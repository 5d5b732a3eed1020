//! Snake (boustrophedon) placement of the linear tile path onto a grid.
//!
//! Even rows read left-to-right and odd rows right-to-left, so consecutive
//! positions are always adjacent on screen and the token path never jumps.

use serde::{Deserialize, Serialize};
use tracing::instrument;

/// A grid cell, zero-based.
#[derive(Debug, Clone, Copy, PartialEq, Eq, Hash, Serialize, Deserialize)]
pub struct Cell {
    /// Row from the top.
    pub row: usize,
    /// Column from the left.
    pub col: usize,
}

/// Grid dimensions for the board.
#[derive(Debug, Clone, Copy, PartialEq, Eq, Serialize, Deserialize)]
pub struct BoardLayout {
    rows: usize,
    cols: usize,
}

impl BoardLayout {
    /// Creates a layout with the given dimensions.
    pub fn new(rows: usize, cols: usize) -> Self {
        Self { rows, cols }
    }

    /// The standard 5 x 4 grid.
    pub fn standard() -> Self {
        Self::new(5, 4)
    }

    /// Number of rows.
    pub fn rows(&self) -> usize {
        self.rows
    }

    /// Number of columns.
    pub fn cols(&self) -> usize {
        self.cols
    }

    /// Number of cells.
    pub fn capacity(&self) -> usize {
        self.rows * self.cols
    }

    /// Grid cell of a linear path index (`tile id - 1`).
    #[instrument(skip(self))]
    pub fn cell_of(&self, index: usize) -> Option<Cell> {
        if self.cols == 0 || index >= self.capacity() {
            return None;
        }
        let row = index / self.cols;
        let offset = index % self.cols;
        let col = if row % 2 == 0 {
            offset
        } else {
            self.cols - 1 - offset
        };
        Some(Cell { row, col })
    }

    /// Linear path index shown at a grid cell. Inverse of [`Self::cell_of`].
    #[instrument(skip(self))]
    pub fn index_at(&self, cell: Cell) -> Option<usize> {
        if cell.row >= self.rows || cell.col >= self.cols {
            return None;
        }
        let offset = if cell.row % 2 == 0 {
            cell.col
        } else {
            self.cols - 1 - cell.col
        };
        Some(cell.row * self.cols + offset)
    }

    /// Path indices in visual (row-major) order.
    pub fn visual_indices(&self) -> Vec<usize> {
        (0..self.rows)
            .flat_map(|row| (0..self.cols).map(move |col| Cell { row, col }))
            .filter_map(|cell| self.index_at(cell))
            .collect()
    }

    /// Reorders a linear path into visual order. Indices past the end of
    /// `path` are skipped.
    #[instrument(skip(self, path), fields(len = path.len()))]
    pub fn visual_order<'a, T>(&self, path: &'a [T]) -> Vec<&'a T> {
        self.visual_indices()
            .into_iter()
            .filter_map(|index| path.get(index))
            .collect()
    }

    /// Grid rows in visual order; cells past the end of `path` are `None`.
    pub fn visual_rows<'a, T>(&self, path: &'a [T]) -> Vec<Vec<Option<&'a T>>> {
        (0..self.rows)
            .map(|row| {
                (0..self.cols)
                    .map(|col| self.index_at(Cell { row, col }).and_then(|i| path.get(i)))
                    .collect()
            })
            .collect()
    }
}

impl Default for BoardLayout {
    fn default() -> Self {
        Self::standard()
    }
}
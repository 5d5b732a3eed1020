//! Sinks for the engine's fire-and-forget effects.

use little_learners_board::{Effect, SoundCue};
use tokio::sync::mpsc;
use tracing::{debug, info};

/// Receives sound cues and celebrations. Implementations must not block.
pub trait SoundSink: Send + Sync {
    /// Plays a cue.
    fn play(&self, cue: SoundCue);

    /// Celebrates a winner.
    fn celebrate(&self, _player_id: u32) {}

    /// Dispatches one engine effect.
    fn dispatch(&self, effect: &Effect) {
        match effect {
            Effect::Sound(cue) => self.play(*cue),
            Effect::Celebrate { player_id } => self.celebrate(*player_id),
        }
    }
}

/// Drops everything.
#[derive(Debug, Clone, Copy, Default)]
pub struct SilentSink;

impl SoundSink for SilentSink {
    fn play(&self, _cue: SoundCue) {}
}

/// Logs cues at debug level and celebrations at info.
#[derive(Debug, Clone, Copy, Default)]
pub struct LogSink;

impl SoundSink for LogSink {
    fn play(&self, cue: SoundCue) {
        debug!(%cue, length_secs = cue.length_secs(), "Sound cue");
    }

    fn celebrate(&self, player_id: u32) {
        info!(player_id, "Confetti!");
    }
}

/// Forwards effects to a channel, for frontends that show them.
#[derive(Debug, Clone)]
pub struct ChannelSink {
    tx: mpsc::UnboundedSender<Effect>,
}

impl ChannelSink {
    /// Creates the sink and its receiving end.
    pub fn new() -> (Self, mpsc::UnboundedReceiver<Effect>) {
        let (tx, rx) = mpsc::unbounded_channel();
        (Self { tx }, rx)
    }
}

impl SoundSink for ChannelSink {
    fn play(&self, cue: SoundCue) {
        let _ = self.tx.send(Effect::Sound(cue));
    }

    fn celebrate(&self, player_id: u32) {
        let _ = self.tx.send(Effect::Celebrate { player_id });
    }
}

#[cfg(test)]
mod tests {
    use super::*;

    #[test]
    fn test_channel_sink_forwards_in_order() {
        let (sink, mut rx) = ChannelSink::new();
        sink.dispatch(&Effect::Sound(SoundCue::Win));
        sink.dispatch(&Effect::Celebrate { player_id: 2 });
        assert_eq!(rx.try_recv().unwrap(), Effect::Sound(SoundCue::Win));
        assert_eq!(rx.try_recv().unwrap(), Effect::Celebrate { player_id: 2 });
    }

    #[test]
    fn test_closed_channel_is_harmless() {
        let (sink, rx) = ChannelSink::new();
        drop(rx);
        sink.play(SoundCue::Step);
    }
}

§ **Task prompt**
Return each full line of the entries that contains the word "struct".

§ **Answer to the exercise**
pub struct Cell {
pub struct BoardLayout {
pub struct SilentSink;
pub struct LogSink;
pub struct ChannelSink {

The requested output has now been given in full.